Stored data:

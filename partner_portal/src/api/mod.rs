//! Collaborator interface to the portal REST API.
//!
//! The session manager never talks HTTP itself. It is handed a [`PortalApi`]
//! implementation at construction time, which keeps the state machine testable
//! with scripted fakes and lets the transport live in the client crate.
//!
//! Wire shapes follow the backend's `{status, message, data}` envelope; see
//! [`ApiEnvelope`].

use async_trait::async_trait;
use chrono::{DateTime, Utc};
use serde::{Deserialize, Serialize};
use thiserror::Error;

use crate::auth::{AuthGrant, LoginRequest, PortalUser, RegisterRequest};

/// Errors reported by a [`PortalApi`] implementation
#[derive(Debug, Clone, Error, PartialEq, Eq)]
pub enum ApiError {
    /// HTTP 401: the bearer credential is expired or revoked
    #[error("Unauthorized")]
    Unauthorized,

    /// The backend answered but refused the operation
    #[error("{message}")]
    Rejected {
        status: Option<u16>,
        message: String,
    },

    /// No usable answer: connection failure, timeout or 5xx
    #[error("Transport error: {0}")]
    Transport(String),

    /// Response body did not match the expected shape
    #[error("Decode error: {0}")]
    Decode(String),
}

/// Result type for API calls
pub type ApiResult<T> = Result<T, ApiError>;

/// Standard response envelope used by every portal endpoint
#[derive(Debug, Clone, Serialize, Deserialize)]
pub struct ApiEnvelope<T> {
    pub status: String,
    #[serde(default)]
    pub message: Option<String>,
    #[serde(default = "Option::default")]
    pub data: Option<T>,
}

impl<T> ApiEnvelope<T> {
    /// Unwrap the payload of a `"success"` envelope, or turn the envelope into a rejection
    pub fn into_result(self) -> ApiResult<T> {
        if self.status != "success" {
            return Err(ApiError::Rejected {
                status: None,
                message: self
                    .message
                    .unwrap_or_else(|| "Request was not successful".to_string()),
            });
        }

        self.data
            .ok_or_else(|| ApiError::Decode("success response without data".to_string()))
    }
}

/// Payload of `POST /admin/impersonate/{uuid}`
#[derive(Debug, Clone, Serialize, Deserialize)]
#[serde(rename_all = "camelCase")]
pub struct ImpersonationGrant {
    pub impersonation_token: String,
    pub target_user: PortalUser,
    pub admin_user: PortalUser,
    pub session_id: String,
    #[serde(default)]
    pub expires_at: Option<DateTime<Utc>>,
}

/// Payload of `POST /admin/stop-impersonation`
#[derive(Debug, Clone, Serialize, Deserialize)]
#[serde(rename_all = "camelCase")]
pub struct StopImpersonationGrant {
    pub original_token: String,
}

/// Payload of `GET /admin/impersonation-status`
#[derive(Debug, Clone, Serialize, Deserialize)]
#[serde(rename_all = "camelCase")]
pub struct ImpersonationStatus {
    pub is_impersonating: bool,
    #[serde(default)]
    pub admin_user: Option<PortalUser>,
    #[serde(default)]
    pub target_user: Option<PortalUser>,
    #[serde(default)]
    pub session_id: Option<String>,
    #[serde(default)]
    pub start_time: Option<DateTime<Utc>>,
}

/// Remote operations the session manager depends on.
///
/// Authenticated calls take the bearer token explicitly so the caller decides which
/// credential (own or impersonation) is live.
#[async_trait]
pub trait PortalApi: Send + Sync {
    /// `POST /users/login`
    async fn login(&self, request: &LoginRequest) -> ApiResult<AuthGrant>;

    /// `POST /users/register`
    async fn register(&self, request: &RegisterRequest) -> ApiResult<AuthGrant>;

    /// Fetch the identity bound to `token`
    async fn fetch_profile(&self, token: &str) -> ApiResult<PortalUser>;

    /// `POST /admin/impersonate/{uuid}`
    async fn start_impersonation(
        &self,
        token: &str,
        target_uuid: &str,
    ) -> ApiResult<ImpersonationGrant>;

    /// `POST /admin/stop-impersonation`
    async fn stop_impersonation(&self, token: &str) -> ApiResult<StopImpersonationGrant>;

    /// `GET /admin/impersonation-status`
    async fn impersonation_status(&self, token: &str) -> ApiResult<ImpersonationStatus>;
}
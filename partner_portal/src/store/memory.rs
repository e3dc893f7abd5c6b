//! In-memory session store.

use super::{SessionStore, StoreOp, StoreResult, WriteBatch};
use std::collections::HashMap;
use std::sync::{Mutex, MutexGuard, PoisonError};

/// Process-local [`SessionStore`] backed by a map
#[derive(Debug, Default)]
pub struct MemoryStore {
    entries: Mutex<HashMap<String, String>>,
}

impl MemoryStore {
    pub fn new() -> Self {
        Self::default()
    }

    /// Whether no key is stored
    pub fn is_empty(&self) -> bool {
        self.entries().is_empty()
    }

    fn entries(&self) -> MutexGuard<'_, HashMap<String, String>> {
        self.entries.lock().unwrap_or_else(PoisonError::into_inner)
    }
}

impl SessionStore for MemoryStore {
    fn read(&self, key: &str) -> StoreResult<Option<String>> {
        Ok(self.entries().get(key).cloned())
    }

    fn apply(&self, batch: WriteBatch) -> StoreResult<()> {
        let mut entries = self.entries();
        for op in batch.ops() {
            match op {
                StoreOp::Put(key, value) => {
                    entries.insert(key.clone(), value.clone());
                }
                StoreOp::Remove(key) => {
                    entries.remove(key);
                }
            }
        }
        Ok(())
    }
}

**Action item:** Working through the records above, copy each line in which "Option" is found.

**Response below:**
        status: Option<u16>,
    pub message: Option<String>,
    #[serde(default = "Option::default")]
    pub data: Option<T>,
    pub expires_at: Option<DateTime<Utc>>,
    pub admin_user: Option<PortalUser>,
    pub target_user: Option<PortalUser>,
    pub session_id: Option<String>,
    pub start_time: Option<DateTime<Utc>>,
    fn read(&self, key: &str) -> StoreResult<Option<String>> {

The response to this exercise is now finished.